[DATASET EXCERPTS — start]

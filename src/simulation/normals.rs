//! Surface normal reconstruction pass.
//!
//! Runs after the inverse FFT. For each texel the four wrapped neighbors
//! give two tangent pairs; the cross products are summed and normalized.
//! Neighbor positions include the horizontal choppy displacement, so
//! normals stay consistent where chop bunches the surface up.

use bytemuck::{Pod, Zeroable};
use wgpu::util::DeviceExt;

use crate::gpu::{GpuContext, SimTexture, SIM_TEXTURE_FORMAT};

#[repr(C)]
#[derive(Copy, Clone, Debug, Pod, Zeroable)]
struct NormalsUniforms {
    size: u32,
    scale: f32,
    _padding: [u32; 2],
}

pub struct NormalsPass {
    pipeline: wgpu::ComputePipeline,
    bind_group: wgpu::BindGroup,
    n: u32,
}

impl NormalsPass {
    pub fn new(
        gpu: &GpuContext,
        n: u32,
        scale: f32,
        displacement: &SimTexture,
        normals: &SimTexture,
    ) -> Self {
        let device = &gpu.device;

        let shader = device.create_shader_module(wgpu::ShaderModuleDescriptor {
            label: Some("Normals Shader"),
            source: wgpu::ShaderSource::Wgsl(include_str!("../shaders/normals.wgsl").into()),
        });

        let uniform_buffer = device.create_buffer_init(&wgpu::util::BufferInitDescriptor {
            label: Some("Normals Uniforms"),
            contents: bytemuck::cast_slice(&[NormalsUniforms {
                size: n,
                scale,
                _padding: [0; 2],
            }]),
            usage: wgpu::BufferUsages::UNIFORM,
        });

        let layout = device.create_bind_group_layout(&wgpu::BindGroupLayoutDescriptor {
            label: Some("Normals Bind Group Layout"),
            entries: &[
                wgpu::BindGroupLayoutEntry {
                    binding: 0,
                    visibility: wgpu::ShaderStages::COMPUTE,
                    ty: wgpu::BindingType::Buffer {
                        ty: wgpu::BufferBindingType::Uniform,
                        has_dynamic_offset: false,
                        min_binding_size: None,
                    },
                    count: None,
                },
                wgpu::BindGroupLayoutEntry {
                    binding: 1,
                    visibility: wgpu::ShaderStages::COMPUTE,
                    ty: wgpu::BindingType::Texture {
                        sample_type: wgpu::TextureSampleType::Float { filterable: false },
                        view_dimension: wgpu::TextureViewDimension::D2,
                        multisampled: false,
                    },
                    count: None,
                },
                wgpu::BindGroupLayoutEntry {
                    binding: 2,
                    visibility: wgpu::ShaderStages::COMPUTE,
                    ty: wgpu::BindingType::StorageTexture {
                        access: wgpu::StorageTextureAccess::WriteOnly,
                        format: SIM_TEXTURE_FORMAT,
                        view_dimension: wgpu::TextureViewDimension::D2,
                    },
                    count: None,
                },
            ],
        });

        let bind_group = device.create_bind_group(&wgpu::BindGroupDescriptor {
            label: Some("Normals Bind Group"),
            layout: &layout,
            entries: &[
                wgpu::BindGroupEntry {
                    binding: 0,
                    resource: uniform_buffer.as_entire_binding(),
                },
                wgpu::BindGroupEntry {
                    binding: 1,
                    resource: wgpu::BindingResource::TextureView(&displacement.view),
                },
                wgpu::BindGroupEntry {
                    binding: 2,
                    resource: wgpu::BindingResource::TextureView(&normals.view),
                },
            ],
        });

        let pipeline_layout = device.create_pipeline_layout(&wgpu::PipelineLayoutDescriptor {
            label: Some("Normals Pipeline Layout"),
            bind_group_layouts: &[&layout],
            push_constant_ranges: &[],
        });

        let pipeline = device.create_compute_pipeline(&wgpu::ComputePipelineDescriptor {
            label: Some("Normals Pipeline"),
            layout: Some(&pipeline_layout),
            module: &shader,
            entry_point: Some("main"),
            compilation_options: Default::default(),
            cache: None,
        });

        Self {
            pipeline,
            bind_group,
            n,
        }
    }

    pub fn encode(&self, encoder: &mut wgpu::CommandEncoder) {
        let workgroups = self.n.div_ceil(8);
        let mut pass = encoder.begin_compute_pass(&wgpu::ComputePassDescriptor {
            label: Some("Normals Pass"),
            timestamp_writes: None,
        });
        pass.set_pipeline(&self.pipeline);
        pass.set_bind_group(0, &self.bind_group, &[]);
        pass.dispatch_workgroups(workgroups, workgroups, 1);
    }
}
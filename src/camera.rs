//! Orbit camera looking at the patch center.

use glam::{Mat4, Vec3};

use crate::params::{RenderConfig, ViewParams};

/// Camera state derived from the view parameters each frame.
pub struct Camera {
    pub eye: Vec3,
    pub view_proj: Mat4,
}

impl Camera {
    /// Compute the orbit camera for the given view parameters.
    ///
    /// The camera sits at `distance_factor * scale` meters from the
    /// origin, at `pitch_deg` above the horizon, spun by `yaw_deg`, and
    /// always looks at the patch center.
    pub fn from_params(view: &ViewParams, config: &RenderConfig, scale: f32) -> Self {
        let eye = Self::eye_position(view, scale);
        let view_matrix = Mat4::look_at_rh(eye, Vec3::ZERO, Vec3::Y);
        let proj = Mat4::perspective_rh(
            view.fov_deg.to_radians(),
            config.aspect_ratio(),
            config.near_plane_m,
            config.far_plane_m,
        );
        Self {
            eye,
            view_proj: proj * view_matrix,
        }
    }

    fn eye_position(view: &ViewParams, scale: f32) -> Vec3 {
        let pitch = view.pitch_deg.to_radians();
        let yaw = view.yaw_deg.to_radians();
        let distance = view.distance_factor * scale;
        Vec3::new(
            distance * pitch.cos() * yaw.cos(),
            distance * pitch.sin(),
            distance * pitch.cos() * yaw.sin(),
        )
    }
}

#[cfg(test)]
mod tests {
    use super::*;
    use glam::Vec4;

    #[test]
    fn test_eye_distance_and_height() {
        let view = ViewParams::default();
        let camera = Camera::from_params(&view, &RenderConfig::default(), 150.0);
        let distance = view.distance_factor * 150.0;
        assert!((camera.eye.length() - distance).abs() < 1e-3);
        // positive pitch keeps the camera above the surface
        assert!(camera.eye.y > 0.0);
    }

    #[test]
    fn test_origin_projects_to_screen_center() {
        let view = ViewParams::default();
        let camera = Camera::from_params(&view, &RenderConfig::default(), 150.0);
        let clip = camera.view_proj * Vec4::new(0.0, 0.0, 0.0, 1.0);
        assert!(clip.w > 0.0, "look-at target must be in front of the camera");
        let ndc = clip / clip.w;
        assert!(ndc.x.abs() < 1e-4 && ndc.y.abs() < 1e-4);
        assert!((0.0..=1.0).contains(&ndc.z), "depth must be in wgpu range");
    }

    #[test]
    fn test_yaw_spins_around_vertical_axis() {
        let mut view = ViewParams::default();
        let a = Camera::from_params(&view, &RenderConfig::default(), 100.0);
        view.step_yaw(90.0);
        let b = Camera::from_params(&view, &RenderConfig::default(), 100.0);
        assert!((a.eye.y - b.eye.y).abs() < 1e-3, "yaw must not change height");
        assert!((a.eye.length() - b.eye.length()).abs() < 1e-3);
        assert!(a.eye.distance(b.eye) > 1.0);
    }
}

[DATASET EXCERPTS — finish]

### WORK INSTRUCTION
Print every record exactly as it was given.

### WRITTEN ANSWER
filename src/simulation/normals.rs
//! Surface normal reconstruction pass.
//!
//! Runs after the inverse FFT. For each texel the four wrapped neighbors
//! give two tangent pairs; the cross products are summed and normalized.
//! Neighbor positions include the horizontal choppy displacement, so
//! normals stay consistent where chop bunches the surface up.

use bytemuck::{Pod, Zeroable};
use wgpu::util::DeviceExt;

use crate::gpu::{GpuContext, SimTexture, SIM_TEXTURE_FORMAT};

#[repr(C)]
#[derive(Copy, Clone, Debug, Pod, Zeroable)]
struct NormalsUniforms {
    size: u32,
    scale: f32,
    _padding: [u32; 2],
}

pub struct NormalsPass {
    pipeline: wgpu::ComputePipeline,
    bind_group: wgpu::BindGroup,
    n: u32,
}

impl NormalsPass {
    pub fn new(
        gpu: &GpuContext,
        n: u32,
        scale: f32,
        displacement: &SimTexture,
        normals: &SimTexture,
    ) -> Self {
        let device = &gpu.device;

        let shader = device.create_shader_module(wgpu::ShaderModuleDescriptor {
            label: Some("Normals Shader"),
            source: wgpu::ShaderSource::Wgsl(include_str!("../shaders/normals.wgsl").into()),
        });

        let uniform_buffer = device.create_buffer_init(&wgpu::util::BufferInitDescriptor {
            label: Some("Normals Uniforms"),
            contents: bytemuck::cast_slice(&[NormalsUniforms {
                size: n,
                scale,
                _padding: [0; 2],
            }]),
            usage: wgpu::BufferUsages::UNIFORM,
        });

        let layout = device.create_bind_group_layout(&wgpu::BindGroupLayoutDescriptor {
            label: Some("Normals Bind Group Layout"),
            entries: &[
                wgpu::BindGroupLayoutEntry {
                    binding: 0,
                    visibility: wgpu::ShaderStages::COMPUTE,
                    ty: wgpu::BindingType::Buffer {
                        ty: wgpu::BufferBindingType::Uniform,
                        has_dynamic_offset: false,
                        min_binding_size: None,
                    },
                    count: None,
                },
                wgpu::BindGroupLayoutEntry {
                    binding: 1,
                    visibility: wgpu::ShaderStages::COMPUTE,
                    ty: wgpu::BindingType::Texture {
                        sample_type: wgpu::TextureSampleType::Float { filterable: false },
                        view_dimension: wgpu::TextureViewDimension::D2,
                        multisampled: false,
                    },
                    count: None,
                },
                wgpu::BindGroupLayoutEntry {
                    binding: 2,
                    visibility: wgpu::ShaderStages::COMPUTE,
                    ty: wgpu::BindingType::StorageTexture {
                        access: wgpu::StorageTextureAccess::WriteOnly,
                        format: SIM_TEXTURE_FORMAT,
                        view_dimension: wgpu::TextureViewDimension::D2,
                    },
                    count: None,
                },
            ],
        });

        let bind_group = device.create_bind_group(&wgpu::BindGroupDescriptor {
            label: Some("Normals Bind Group"),
            layout: &layout,
            entries: &[
                wgpu::BindGroupEntry {
                    binding: 0,
                    resource: uniform_buffer.as_entire_binding(),
                },
                wgpu::BindGroupEntry {
                    binding: 1,
                    resource: wgpu::BindingResource::TextureView(&displacement.view),
                },
                wgpu::BindGroupEntry {
                    binding: 2,
                    resource: wgpu::BindingResource::TextureView(&normals.view),
                },
            ],
        });

        let pipeline_layout = device.create_pipeline_layout(&wgpu::PipelineLayoutDescriptor {
            label: Some("Normals Pipeline Layout"),
            bind_group_layouts: &[&layout],
            push_constant_ranges: &[],
        });

        let pipeline = device.create_compute_pipeline(&wgpu::ComputePipelineDescriptor {
            label: Some("Normals Pipeline"),
            layout: Some(&pipeline_layout),
            module: &shader,
            entry_point: Some("main"),
            compilation_options: Default::default(),
            cache: None,
        });

        Self {
            pipeline,
            bind_group,
            n,
        }
    }

    pub fn encode(&self, encoder: &mut wgpu::CommandEncoder) {
        let workgroups = self.n.div_ceil(8);
        let mut pass = encoder.begin_compute_pass(&wgpu::ComputePassDescriptor {
            label: Some("Normals Pass"),
            timestamp_writes: None,
        });
        pass.set_pipeline(&self.pipeline);
        pass.set_bind_group(0, &self.bind_group, &[]);
        pass.dispatch_workgroups(workgroups, workgroups, 1);
    }
}
filename src/camera.rs
//! Orbit camera looking at the patch center.

use glam::{Mat4, Vec3};

use crate::params::{RenderConfig, ViewParams};

/// Camera state derived from the view parameters each frame.
pub struct Camera {
    pub eye: Vec3,
    pub view_proj: Mat4,
}

impl Camera {
    /// Compute the orbit camera for the given view parameters.
    ///
    /// The camera sits at `distance_factor * scale` meters from the
    /// origin, at `pitch_deg` above the horizon, spun by `yaw_deg`, and
    /// always looks at the patch center.
    pub fn from_params(view: &ViewParams, config: &RenderConfig, scale: f32) -> Self {
        let eye = Self::eye_position(view, scale);
        let view_matrix = Mat4::look_at_rh(eye, Vec3::ZERO, Vec3::Y);
        let proj = Mat4::perspective_rh(
            view.fov_deg.to_radians(),
            config.aspect_ratio(),
            config.near_plane_m,
            config.far_plane_m,
        );
        Self {
            eye,
            view_proj: proj * view_matrix,
        }
    }

    fn eye_position(view: &ViewParams, scale: f32) -> Vec3 {
        let pitch = view.pitch_deg.to_radians();
        let yaw = view.yaw_deg.to_radians();
        let distance = view.distance_factor * scale;
        Vec3::new(
            distance * pitch.cos() * yaw.cos(),
            distance * pitch.sin(),
            distance * pitch.cos() * yaw.sin(),
        )
    }
}

#[cfg(test)]
mod tests {
    use super::*;
    use glam::Vec4;

    #[test]
    fn test_eye_distance_and_height() {
        let view = ViewParams::default();
        let camera = Camera::from_params(&view, &RenderConfig::default(), 150.0);
        let distance = view.distance_factor * 150.0;
        assert!((camera.eye.length() - distance).abs() < 1e-3);
        // positive pitch keeps the camera above the surface
        assert!(camera.eye.y > 0.0);
    }

    #[test]
    fn test_origin_projects_to_screen_center() {
        let view = ViewParams::default();
        let camera = Camera::from_params(&view, &RenderConfig::default(), 150.0);
        let clip = camera.view_proj * Vec4::new(0.0, 0.0, 0.0, 1.0);
        assert!(clip.w > 0.0, "look-at target must be in front of the camera");
        let ndc = clip / clip.w;
        assert!(ndc.x.abs() < 1e-4 && ndc.y.abs() < 1e-4);
        assert!((0.0..=1.0).contains(&ndc.z), "depth must be in wgpu range");
    }

    #[test]
    fn test_yaw_spins_around_vertical_axis() {
        let mut view = ViewParams::default();
        let a = Camera::from_params(&view, &RenderConfig::default(), 100.0);
        view.step_yaw(90.0);
        let b = Camera::from_params(&view, &RenderConfig::default(), 100.0);
        assert!((a.eye.y - b.eye.y).abs() < 1e-3, "yaw must not change height");
        assert!((a.eye.length() - b.eye.length()).abs() < 1e-3);
        assert!(a.eye.distance(b.eye) > 1.0);
    }
}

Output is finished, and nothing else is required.